When working for yourself, the failure falls to you, and you alone. That pressure in itself becomes a major motivator. Particularly, if you are the type of person who has pride in your work ethic and reputation, which is true for many self-managed people. If you don’t set the example, push yourself, do your best work, your team will fail. That’s a near certainty. For me, I just couldn’t let that happen. Not after risking so much and coming so far. I’d say the majority of start up founders are probably workaholics for exactly that reason (although I don’t condone overworking, but that’s another topic). If you get lazy, you’re only letting yourself down. You’re risking your own job and lively hood. If you’re bootstrapped (like my company), you’re throwing away all the equity you worked to build. But mostly, there’s just that fear of being seen as a failure. Without anyone else to blame, your company’s failure becomes very obviously yours. And everyone would see that.
The second motivational component comes not from fear, but from passion. A lot of people end up in a self-managed position as a direct result of pursuing their passions. That’s true for me.
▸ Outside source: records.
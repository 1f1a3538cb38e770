//! Settlement provider client: order queries, schema, and error taxonomy.
//!
//! [`ProviderClient`] wraps the provider's paginated `GET /orders`
//! endpoint behind the [`OrderSource`] trait so the reconciler can be
//! exercised against scripted sources.

pub mod client;
pub mod error;
pub mod models;

pub use client::{OrderSource, ProviderClient};
pub use error::{ProviderError, ProviderErrorKind};
pub use models::{
    DEFAULT_PAGE_SIZE, OrderFilter, OrderPage, PageMeta, ProviderOrder, SortOrder, StatusFilter,
};
//! Background tasks that persist reconciliation events.

use std::sync::Arc;
use std::time::Duration;

use tokio::sync::broadcast;
use tokio::task::JoinHandle;

use crate::domain::EventBus;
use crate::persistence::EventLog;

/// Spawns a task appending every bus event to `log`.
///
/// The task ends when the bus is dropped. Lagged events are lost and
/// logged.
#[must_use]
pub fn spawn_event_recorder(bus: &EventBus, log: Arc<dyn EventLog>) -> JoinHandle<()> {
    let mut events = bus.subscribe();
    tokio::spawn(async move {
        loop {
            match events.recv().await {
                Ok(event) => {
                    if let Err(err) = log.append(&event).await {
                        tracing::error!(
                            event_type = event.event_type_str(),
                            transaction_id = %event.transaction_id(),
                            error = %err,
                            "failed to record reconciliation event"
                        );
                    }
                }
                Err(broadcast::error::RecvError::Lagged(n)) => {
                    tracing::warn!(lagged = n, "event recorder lagged behind event bus");
                }
                Err(broadcast::error::RecvError::Closed) => break,
            }
        }
    })
}

/// Spawns a task deleting events older than `retention_days`, once per
/// `every`.
#[must_use]
pub fn spawn_event_cleanup(
    log: Arc<dyn EventLog>,
    retention_days: u64,
    every: Duration,
) -> JoinHandle<()> {
    tokio::spawn(async move {
        let mut ticker = tokio::time::interval(every);
        loop {
            ticker.tick().await;
            match log.delete_older_than(retention_days).await {
                Ok(0) => {}
                Ok(removed) => tracing::info!(removed, retention_days, "old events deleted"),
                Err(err) => tracing::error!(error = %err, "event cleanup failed"),
            }
        }
    })
}

#[cfg(test)]
#[allow(clippy::panic)]
mod tests {
    use super::*;
    use chrono::Utc;

    use crate::domain::{ReconciliationEvent, TransactionId, TransactionStatus, UserId};
    use crate::persistence::InMemoryPersistence;

    #[tokio::test]
    async fn recorder_persists_published_events() {
        let store = Arc::new(InMemoryPersistence::new());
        let bus = EventBus::new(16);
        let handle = spawn_event_recorder(&bus, Arc::clone(&store) as Arc<dyn EventLog>);

        bus.publish(ReconciliationEvent::TransactionInserted {
            transaction_id: TransactionId::new("o1"),
            user_id: UserId::new("user-1"),
            status: TransactionStatus::Pending,
            timestamp: Utc::now(),
        });
        drop(bus);

        let joined = tokio::time::timeout(Duration::from_secs(1), handle).await;
        assert!(matches!(joined, Ok(Ok(()))));

        let events = store.events().await;
        assert_eq!(events.len(), 1);
        let Some(first) = events.first() else {
            panic!("one event expected");
        };
        assert_eq!(first.event_type, "transaction_inserted");
        assert_eq!(first.transaction_id, "o1");
    }
}
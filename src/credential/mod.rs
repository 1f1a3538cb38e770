//! Credential store: the settlement provider's bearer token.
//!
//! The token lives in a single configuration row whose value is a JSON
//! document `{"accessToken": "...", "expiresAt": ...}`. An external refresher
//! keeps it current; this crate only reads it.

use std::fmt;

use async_trait::async_trait;
use chrono::{DateTime, Utc};

use crate::error::AppError;

/// Configuration key of the provider token row.
pub const DEFAULT_CREDENTIAL_KEY: &str = "settlement_provider_access_token";

/// Bearer token for the settlement provider.
///
/// The token text is redacted from `Debug` output.
#[derive(Clone, PartialEq, Eq)]
pub struct AccessToken {
    token: String,
    expires_at: Option<DateTime<Utc>>,
}

impl AccessToken {
    /// Creates a token with an optional expiry.
    #[must_use]
    pub fn new(token: impl Into<String>, expires_at: Option<DateTime<Utc>>) -> Self {
        Self {
            token: token.into(),
            expires_at,
        }
    }

    /// Parses a stored credential value.
    ///
    /// A malformed document or a missing `accessToken` field yields an empty
    /// token rather than an error. `expiresAt` may be epoch seconds or an
    /// RFC 3339 string.
    #[must_use]
    pub fn parse(raw: &str) -> Self {
        let Ok(value) = serde_json::from_str::<serde_json::Value>(raw) else {
            return Self::new(String::new(), None);
        };
        let token = value
            .get("accessToken")
            .and_then(serde_json::Value::as_str)
            .unwrap_or_default();
        let expires_at = value.get("expiresAt").and_then(|v| {
            v.as_i64()
                .and_then(|secs| DateTime::from_timestamp(secs, 0))
                .or_else(|| {
                    v.as_str()
                        .and_then(|s| DateTime::parse_from_rfc3339(s).ok())
                        .map(|dt| dt.with_timezone(&Utc))
                })
        });
        Self::new(token, expires_at)
    }

    /// Interprets the optional configuration row stored under `key`.
    ///
    /// # Errors
    ///
    /// Returns [`AppError::NotConfigured`] when the row is absent.
    pub fn from_row(key: &str, value: Option<String>) -> Result<Self, AppError> {
        value
            .map(|raw| Self::parse(&raw))
            .ok_or_else(|| AppError::NotConfigured(format!("no configuration row {key:?}")))
    }

    /// Raw token text.
    #[must_use]
    pub fn as_str(&self) -> &str {
        &self.token
    }

    /// Expiry, when the refresher recorded one.
    #[must_use]
    pub const fn expires_at(&self) -> Option<DateTime<Utc>> {
        self.expires_at
    }

    /// Returns `true` if the token text is blank.
    #[must_use]
    pub fn is_empty(&self) -> bool {
        self.token.trim().is_empty()
    }

    /// Returns `true` if the token has a known expiry at or before `now`.
    #[must_use]
    pub fn is_expired_at(&self, now: DateTime<Utc>) -> bool {
        self.expires_at.is_some_and(|at| at <= now)
    }

    /// Returns the token, failing explicitly when it is blank.
    ///
    /// # Errors
    ///
    /// Returns [`AppError::NotConfigured`] for a blank token so callers
    /// never send an unauthenticated provider request.
    pub fn require(&self) -> Result<&str, AppError> {
        if self.is_empty() {
            return Err(AppError::NotConfigured(
                "credential row carries no access token".to_string(),
            ));
        }
        Ok(&self.token)
    }
}

impl fmt::Debug for AccessToken {
    fn fmt(&self, f: &mut fmt::Formatter<'_>) -> fmt::Result {
        f.debug_struct("AccessToken")
            .field("token", &if self.is_empty() { "<empty>" } else { "<redacted>" })
            .field("expires_at", &self.expires_at)
            .finish()
    }
}

/// Read access to the provider credential.
///
/// Implementations must allow concurrent readers.
#[async_trait]
pub trait CredentialStore: Send + Sync + fmt::Debug {
    /// Loads the current token.
    ///
    /// # Errors
    ///
    /// Returns [`AppError::NotConfigured`] when the credential row is absent
    /// and [`AppError::Persistence`] when storage fails.
    async fn access_token(&self) -> Result<AccessToken, AppError>;
}

#[cfg(test)]
mod tests {
    use super::*;

    #[test]
    fn parses_token_and_epoch_expiry() {
        let token = AccessToken::parse(r#"{"accessToken":"abc","expiresAt":1700000000}"#);
        assert_eq!(token.as_str(), "abc");
        assert_eq!(
            token.expires_at(),
            DateTime::from_timestamp(1_700_000_000, 0)
        );
    }

    #[test]
    fn parses_rfc3339_expiry() {
        let token =
            AccessToken::parse(r#"{"accessToken":"abc","expiresAt":"2030-01-01T00:00:00Z"}"#);
        assert!(token.expires_at().is_some());
        assert!(!token.is_expired_at(Utc::now()));
    }

    #[test]
    fn malformed_value_yields_empty_token() {
        assert!(AccessToken::parse("not json").is_empty());
        assert!(AccessToken::parse(r#"{"token":"abc"}"#).is_empty());
        assert!(AccessToken::parse(r#"{"accessToken":42}"#).is_empty());
    }

    #[test]
    fn absent_row_is_not_configured() {
        let result = AccessToken::from_row(DEFAULT_CREDENTIAL_KEY, None);
        assert!(matches!(result, Err(AppError::NotConfigured(_))));
        let present = AccessToken::from_row(DEFAULT_CREDENTIAL_KEY, Some("garbage".into()));
        assert!(matches!(present, Ok(token) if token.is_empty()));
    }

    #[test]
    fn require_rejects_empty_token() {
        let empty = AccessToken::parse("{}");
        assert!(matches!(empty.require(), Err(AppError::NotConfigured(_))));
        let token = AccessToken::new("abc", None);
        assert!(matches!(token.require(), Ok("abc")));
    }

    #[test]
    fn expiry_in_the_past_is_expired() {
        let token = AccessToken::new("abc", DateTime::from_timestamp(1, 0));
        assert!(token.is_expired_at(Utc::now()));
    }

    #[test]
    fn debug_output_redacts_token() {
        let token = AccessToken::new("super-secret", None);
        assert!(!format!("{token:?}").contains("super-secret"));
    }
}
//! Shared DTO types used across multiple endpoints.

use serde::{Deserialize, Serialize};
use utoipa::{IntoParams, ToSchema};

/// Pagination metadata included in list responses.
#[derive(Debug, Clone, PartialEq, Eq, Serialize, ToSchema)]
pub struct PaginationMeta {
    /// Current page number.
    pub page: u32,
    /// Items per page.
    pub rows: u32,
    /// Total number of items.
    pub total: u64,
    /// Total number of pages.
    pub total_pages: u64,
}

impl PaginationMeta {
    /// Builds the metadata for `total` items split into pages of `rows`.
    #[must_use]
    pub fn new(page: u32, rows: u32, total: u64) -> Self {
        let total_pages = if total == 0 || rows == 0 {
            0
        } else {
            total.div_ceil(u64::from(rows))
        };
        Self {
            page,
            rows,
            total,
            total_pages,
        }
    }
}

/// Optional wallet selector shared by scope-bound endpoints.
#[derive(Debug, Clone, Default, Deserialize, IntoParams)]
#[serde(rename_all = "camelCase")]
#[into_params(parameter_in = Query)]
pub struct WalletParams {
    /// Wallet to narrow to. Required for administrators.
    pub wallet_address: Option<String>,
}
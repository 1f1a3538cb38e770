//! Events emitted while reconciling provider orders.
//!
//! Every applied change and every refused report is published as a
//! [`ReconciliationEvent`] on the [`super::EventBus`]. The recorder task
//! appends them to the event log, which is the operational channel for
//! anomalies.

use chrono::{DateTime, Utc};
use serde::Serialize;
use utoipa::ToSchema;

use super::anomaly::ReconciliationAnomaly;
use super::identity::UserId;
use super::transaction::{TransactionId, TransactionStatus};

/// Domain event emitted by the reconciler.
#[derive(Debug, Clone, Serialize, ToSchema)]
#[serde(tag = "event_type", rename_all = "snake_case")]
pub enum ReconciliationEvent {
    /// A provider order was seen for the first time.
    TransactionInserted {
        /// New transaction.
        transaction_id: TransactionId,
        /// Owner resolved from the wallet.
        user_id: UserId,
        /// Initial status.
        status: TransactionStatus,
        /// Event time.
        timestamp: DateTime<Utc>,
    },

    /// A known transaction moved to a new status.
    StatusChanged {
        /// Affected transaction.
        transaction_id: TransactionId,
        /// Previous status.
        from: TransactionStatus,
        /// New status.
        to: TransactionStatus,
        /// Provider-reported change time.
        changed_at: DateTime<Utc>,
        /// Event time.
        timestamp: DateTime<Utc>,
    },

    /// A provider report was refused.
    AnomalyDetected {
        /// The refused report.
        anomaly: ReconciliationAnomaly,
        /// Event time.
        timestamp: DateTime<Utc>,
    },
}

impl ReconciliationEvent {
    /// Transaction the event refers to.
    #[must_use]
    pub fn transaction_id(&self) -> &TransactionId {
        match self {
            Self::TransactionInserted { transaction_id, .. }
            | Self::StatusChanged { transaction_id, .. } => transaction_id,
            Self::AnomalyDetected { anomaly, .. } => &anomaly.transaction_id,
        }
    }

    /// Event discriminator as stored in the event log.
    #[must_use]
    pub const fn event_type_str(&self) -> &'static str {
        match self {
            Self::TransactionInserted { .. } => "transaction_inserted",
            Self::StatusChanged { .. } => "status_changed",
            Self::AnomalyDetected { .. } => "anomaly_detected",
        }
    }

    /// Event time.
    #[must_use]
    pub const fn timestamp(&self) -> DateTime<Utc> {
        match self {
            Self::TransactionInserted { timestamp, .. }
            | Self::StatusChanged { timestamp, .. }
            | Self::AnomalyDetected { timestamp, .. } => *timestamp,
        }
    }
}

#[cfg(test)]
mod tests {
    use super::*;
    use crate::domain::anomaly::AnomalyKind;

    #[test]
    fn anomaly_event_serializes_with_tags() {
        let event = ReconciliationEvent::AnomalyDetected {
            anomaly: ReconciliationAnomaly::new(
                TransactionId::new("o1"),
                Some("0xabc".to_string()),
                AnomalyKind::UnknownStatus {
                    reported: "REFUNDED".to_string(),
                },
            ),
            timestamp: Utc::now(),
        };
        let json = serde_json::to_value(&event).unwrap_or_default();
        assert_eq!(json["event_type"], "anomaly_detected");
        assert_eq!(json["anomaly"]["kind"]["kind"], "unknown_status");
        assert_eq!(json["anomaly"]["transaction_id"], "o1");
        assert_eq!(event.transaction_id().as_str(), "o1");
    }
}
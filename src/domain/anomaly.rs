//! Reconciliation anomalies: provider reports that are refused rather than
//! applied.

use serde::Serialize;
use utoipa::ToSchema;

use super::identity::UserId;
use super::transaction::{TransactionId, TransactionStatus};

/// What made a provider report unacceptable.
#[derive(Debug, Clone, PartialEq, Eq, Serialize, ToSchema, thiserror::Error)]
#[serde(tag = "kind", rename_all = "snake_case")]
pub enum AnomalyKind {
    /// The report would move the transaction backward or out of a terminal
    /// status.
    #[error("backward transition {from} -> {to}")]
    BackwardTransition {
        /// Stored status.
        from: TransactionStatus,
        /// Reported status.
        to: TransactionStatus,
    },
    /// The provider used a status string outside the known set.
    #[error("unknown provider status {reported:?}")]
    UnknownStatus {
        /// Raw provider value.
        reported: String,
    },
    /// The stored owner differs from the wallet's current owner.
    #[error("owner mismatch: stored {stored}, wallet owned by {expected}")]
    OwnerMismatch {
        /// Owner recorded on the transaction.
        stored: UserId,
        /// Owner of the wallet at sync time.
        expected: UserId,
    },
    /// No user is associated with the order's wallet.
    #[error("wallet {wallet} has no known owner")]
    UnknownWallet {
        /// Wallet reported on the order.
        wallet: String,
    },
}

/// A refused provider report for one transaction.
#[derive(Debug, Clone, PartialEq, Eq, Serialize, ToSchema, thiserror::Error)]
#[error("reconciliation anomaly on {transaction_id}: {kind}")]
pub struct ReconciliationAnomaly {
    /// Affected transaction.
    pub transaction_id: TransactionId,
    /// Wallet the order belongs to, when known.
    pub wallet_address: Option<String>,
    /// Cause.
    pub kind: AnomalyKind,
}

impl ReconciliationAnomaly {
    /// Creates an anomaly record.
    #[must_use]
    pub const fn new(
        transaction_id: TransactionId,
        wallet_address: Option<String>,
        kind: AnomalyKind,
    ) -> Self {
        Self {
            transaction_id,
            wallet_address,
            kind,
        }
    }

    /// Short machine-readable cause.
    #[must_use]
    pub const fn kind_str(&self) -> &'static str {
        match self.kind {
            AnomalyKind::BackwardTransition { .. } => "backward_transition",
            AnomalyKind::UnknownStatus { .. } => "unknown_status",
            AnomalyKind::OwnerMismatch { .. } => "owner_mismatch",
            AnomalyKind::UnknownWallet { .. } => "unknown_wallet",
        }
    }
}
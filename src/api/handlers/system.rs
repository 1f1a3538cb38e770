//! System endpoints: health check.

use axum::extract::State;
use axum::http::StatusCode;
use axum::response::IntoResponse;
use axum::routing::get;
use axum::{Json, Router};
use chrono::Utc;
use serde::Serialize;
use utoipa::ToSchema;

use crate::app_state::AppState;
use crate::config::ProviderMode;

/// Health check response.
#[derive(Debug, Serialize, ToSchema)]
pub struct HealthResponse {
    status: String,
    timestamp: String,
    version: String,
    provider_mode: ProviderMode,
}

/// `GET /health`: Service health status.
#[utoipa::path(
    get,
    path = "/health",
    tag = "System",
    summary = "Health check",
    description = "Returns service health status, version, provider mode, and current timestamp.",
    responses(
        (status = 200, description = "Service is healthy", body = HealthResponse),
    )
)]
pub async fn health_handler(State(state): State<AppState>) -> impl IntoResponse {
    (
        StatusCode::OK,
        Json(HealthResponse {
            status: "healthy".to_string(),
            timestamp: Utc::now().to_rfc3339(),
            version: env!("CARGO_PKG_VERSION").to_string(),
            provider_mode: state.provider_mode,
        }),
    )
}

/// System routes mounted at the root level (not under /api/v1).
pub fn routes() -> Router<AppState> {
    Router::new().route("/health", get(health_handler))
}
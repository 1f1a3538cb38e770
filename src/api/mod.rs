//! REST API layer: route handlers, DTOs, OpenAPI, and router composition.
//!
//! Resource endpoints are mounted under `/api/v1`; `/health` and the API
//! document live at the root.

pub mod dto;
pub mod handlers;
pub mod openapi;

use axum::Router;

use crate::app_state::AppState;

/// Builds the complete API router with all REST endpoints.
pub fn build_router() -> Router<AppState> {
    Router::new()
        .nest("/api/v1", handlers::routes())
        .merge(handlers::system::routes())
        .merge(docs())
}

#[cfg(feature = "swagger-ui")]
fn docs() -> Router<AppState> {
    use utoipa::OpenApi;
    use utoipa_swagger_ui::SwaggerUi;

    Router::new().merge(
        SwaggerUi::new("/swagger-ui").url(openapi::OPENAPI_JSON_PATH, openapi::ApiDoc::openapi()),
    )
}

#[cfg(not(feature = "swagger-ui"))]
fn docs() -> Router<AppState> {
    use axum::Json;
    use axum::routing::get;
    use utoipa::OpenApi;

    Router::new().route(
        openapi::OPENAPI_JSON_PATH,
        get(|| async { Json(openapi::ApiDoc::openapi()) }),
    )
}
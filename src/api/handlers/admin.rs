//! Administrator handlers: raw provider orders and recorded anomalies.
//!
//! Errors from these handlers carry internal details.

use axum::extract::State;
use axum::response::IntoResponse;
use axum::routing::get;
use axum::{Json, Router};
use chrono::{DateTime, Utc};

use crate::api::dto::{AnomaliesParams, AnomalyListResponse, OrdersParams};
use crate::app_state::AppState;
use crate::auth::{ApiQuery, Caller, require_elevated};
use crate::error::{DetailedError, ErrorResponse};
use crate::provider::OrderPage;

const DEFAULT_ANOMALY_LIMIT: u32 = 100;

/// `GET /orders`: One raw page of provider orders.
///
/// # Errors
///
/// Returns [`DetailedError`] for non-administrators, invalid filters, a
/// missing credential, or a failed provider call.
#[utoipa::path(
    get,
    path = "/api/v1/orders",
    tag = "Admin",
    summary = "Query provider orders",
    description = "Forwards one order query to the settlement provider and returns the page unchanged. Administrators only.",
    params(OrdersParams),
    responses(
        (status = 200, description = "Provider order page", body = OrderPage),
        (status = 400, description = "Missing wallet or invalid filter", body = ErrorResponse),
        (status = 401, description = "No identity", body = ErrorResponse),
        (status = 403, description = "Not an administrator", body = ErrorResponse),
        (status = 502, description = "Provider failure", body = ErrorResponse),
        (status = 503, description = "Provider credential not configured", body = ErrorResponse),
    )
)]
pub async fn provider_orders(
    State(state): State<AppState>,
    caller: Caller,
    ApiQuery(params): ApiQuery<OrdersParams>,
) -> Result<impl IntoResponse, DetailedError> {
    require_elevated(caller.identity())?;
    let filter = params.into_filter()?;
    let page = state
        .transaction_service
        .provider_orders(caller.identity(), &filter)
        .await?;
    Ok(Json(page))
}

/// `GET /admin/anomalies`: Recorded reconciliation anomalies.
///
/// # Errors
///
/// Returns [`DetailedError`] for non-administrators or storage failures.
#[utoipa::path(
    get,
    path = "/api/v1/admin/anomalies",
    tag = "Admin",
    summary = "List anomalies",
    description = "Returns anomaly events recorded after `after`, oldest first. Administrators only.",
    params(AnomaliesParams),
    responses(
        (status = 200, description = "Anomaly events", body = AnomalyListResponse),
        (status = 401, description = "No identity", body = ErrorResponse),
        (status = 403, description = "Not an administrator", body = ErrorResponse),
    )
)]
pub async fn list_anomalies(
    State(state): State<AppState>,
    caller: Caller,
    ApiQuery(params): ApiQuery<AnomaliesParams>,
) -> Result<impl IntoResponse, DetailedError> {
    let data = state
        .transaction_service
        .anomalies(
            caller.identity(),
            params.after.unwrap_or(DateTime::<Utc>::UNIX_EPOCH),
            params.limit.unwrap_or(DEFAULT_ANOMALY_LIMIT),
        )
        .await?;
    Ok(Json(AnomalyListResponse { data }))
}

/// Administrator routes.
pub fn routes() -> Router<AppState> {
    Router::new()
        .route("/orders", get(provider_orders))
        .route("/admin/anomalies", get(list_anomalies))
}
So I have this deep protective instinct toward my job. I want to preserve the ability to be my own boss, and do what I love every single day. I want it to last. I want to keep loving my job for years to come. That’s what motivates me to stay sharp. I never want to stop getting better, because I never want to wake up and have the fun job carpet suddenly pulled out from under me. You can’t achieve greatness by lounging in your PJ’s and hardly working. That just isn’t going to happen. For me, that desire to preserve the job I love is motivation in itself.
Certainly there are other factors at play like competitiveness and financial security, etc. I don’t mean to say those are the only two motivations. And what’s really fascinating to me now, is thinking about how much more the larger, more traditional companies might achieve if even half of their workforce approached their jobs the way self-managed entrepreneurs do. We all need to stay sharp and keep pushing forward, but the results are so much more powerful when that push comes from within.